L’outil d’assistance par intelligence artificielle lancé par Meta pour aider les utilisateurs d’Instagram a servi à pirater des comptes très exposés. Le point le plus grave tient au fait que le bot IA pouvait modifier l’adresse e-mail liée à un compte sans vérification d’identité suffisamment solide, ce qui ouvrait ensuite la voie à une réinitialisation du mot de passe.

Quand l’IA de Meta permet de pirater un réseau social de Meta
Cette faille touchait une fonction centrale de l’assistance. Meta avait lancé cet assistant en décembre pour fournir un support de compte en continu, avec des usages comme le signalement d’arnaques, les demandes liées à la suppression de contenu et la récupération d’accès. C’est précisément cette dernière capacité qui a été exploitée.
Les démonstrations apparues pendant le week-end décrivent une approche simpliste. Dans l’un des cas rapportés, il suffisait de demander au bot de Meta AI de changer l’adresse e-mail d’un compte ciblé pour que l’opération soit acceptée. Meta AI ne procédait pas à une vérification d’identité robuste et, dans certains cas, le dispositif semble même avoir contourné l’authentification à deux facteurs.
L’attaque reposait sur un critère très fragile en soi. Une connexion VPN réglée sur une zone proche de celle du compte visé suffisait, ce qui suggère que l’IA de Meta validait en partie la propriété d’un compte à partir de la localisation. Meta indique : « Nos systèmes reconnaissent l’appareil que vous utilisez habituellement ainsi que les lieux familiers, ce qui facilite la confirmation de votre identité et le déverrouillage de votre compte ».

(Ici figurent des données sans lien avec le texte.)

use crate::error::Result;
use sha2::{Digest, Sha256};
use std::{fs::File, io::Read, path::Path};

pub fn sha256_file(path: &Path) -> Result<String> {
    let mut f = File::open(path)?;
    let mut hasher = Sha256::new();
    let mut buf = [0u8; 64 * 1024];
    loop {
        let n = f.read(&mut buf)?;
        if n == 0 {
            break;
        }
        hasher.update(&buf[..n]);
    }
    Ok(hex::encode(hasher.finalize()))
}

/// Digest prefix carried in a hub-style file name, `<name>-<hex>.<ext>`.
pub fn digest_prefix(file_name: &str) -> Option<&str> {
    let stem = file_name.split('.').next()?;
    let (_, suffix) = stem.rsplit_once('-')?;
    let is_hex = suffix
        .chars()
        .all(|c| c.is_ascii_digit() || ('a'..='f').contains(&c));
    (!suffix.is_empty() && is_hex).then_some(suffix)
}

/// `true` when the file's SHA-256 starts with `prefix_hex`.
pub fn verify_sha256_prefix(path: &Path, prefix_hex: &str) -> Result<bool> {
    let got = sha256_file(path)?;
    Ok(got.starts_with(&prefix_hex.to_ascii_lowercase()))
}

#[cfg(test)]
mod tests {
    use super::digest_prefix;

    #[test]
    fn digest_prefix_follows_hub_naming() {
        assert_eq!(digest_prefix("vocals-b62c91ce.safetensors"), Some("b62c91ce"));
        assert_eq!(digest_prefix("my-model-0af3.bin"), Some("0af3"));
        assert_eq!(digest_prefix("speech_f5e0d9f9.safetensors"), None);
        assert_eq!(digest_prefix("vocals-final.safetensors"), None);
        assert_eq!(digest_prefix("vocals-.safetensors"), None);
    }
}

Dans certains cas, une vérification par selfie était demandée. Elle a toutefois été contournée avec de l’IA, ce qui montre que plusieurs garde-fous pouvaient céder successivement. Pendant un court laps de temps, la faille a circulé publiquement et les prises de contrôle de comptes ont augmenté.
Plusieurs comptes vérifiés ont subi le hack
Il se trouve que le problème ne s’est pas limité à des comptes anonymes. Il y a notamment eu Sephora, le sergent-major chef de la Space Force, la chercheuse Jane Manchun Wong, le développeur Albert Renshaw propriétaire du compte @albert, ainsi que le compte archivé de la Maison-Blanche de Barack Obama. D’autres utilisateurs possédant des identifiants Instagram convoités ont aussi signalé des détournements.
Un chercheur en sécurité affirme que des canaux Telegram spécialisés dans les services Instagram du marché noir ont largement profité de l’outil de Meta pour se faire de l’argent, tandis que les hackers connaissaient déjà la faille depuis mars, selon 404 Media. Meta indique avoir corrigé la faille pendant le week-end. Andy Stone, le vice-président des communications chez Meta, a confirmé que le problème était résolu et que l’entreprise sécurisait désormais les comptes affectés.
Le correctif ne règle pas tout pour les victimes. Certains utilisateurs privés de leur compte pendant le week-end n’ont pas réussi à utiliser l’IA pour récupérer leur accès et aucun échange avec un humain n’était proposé. Cet épisode montre donc une double faiblesse : un système automatisé a facilité l’attaque, puis l’absence d’assistance humaine a compliqué la réparation.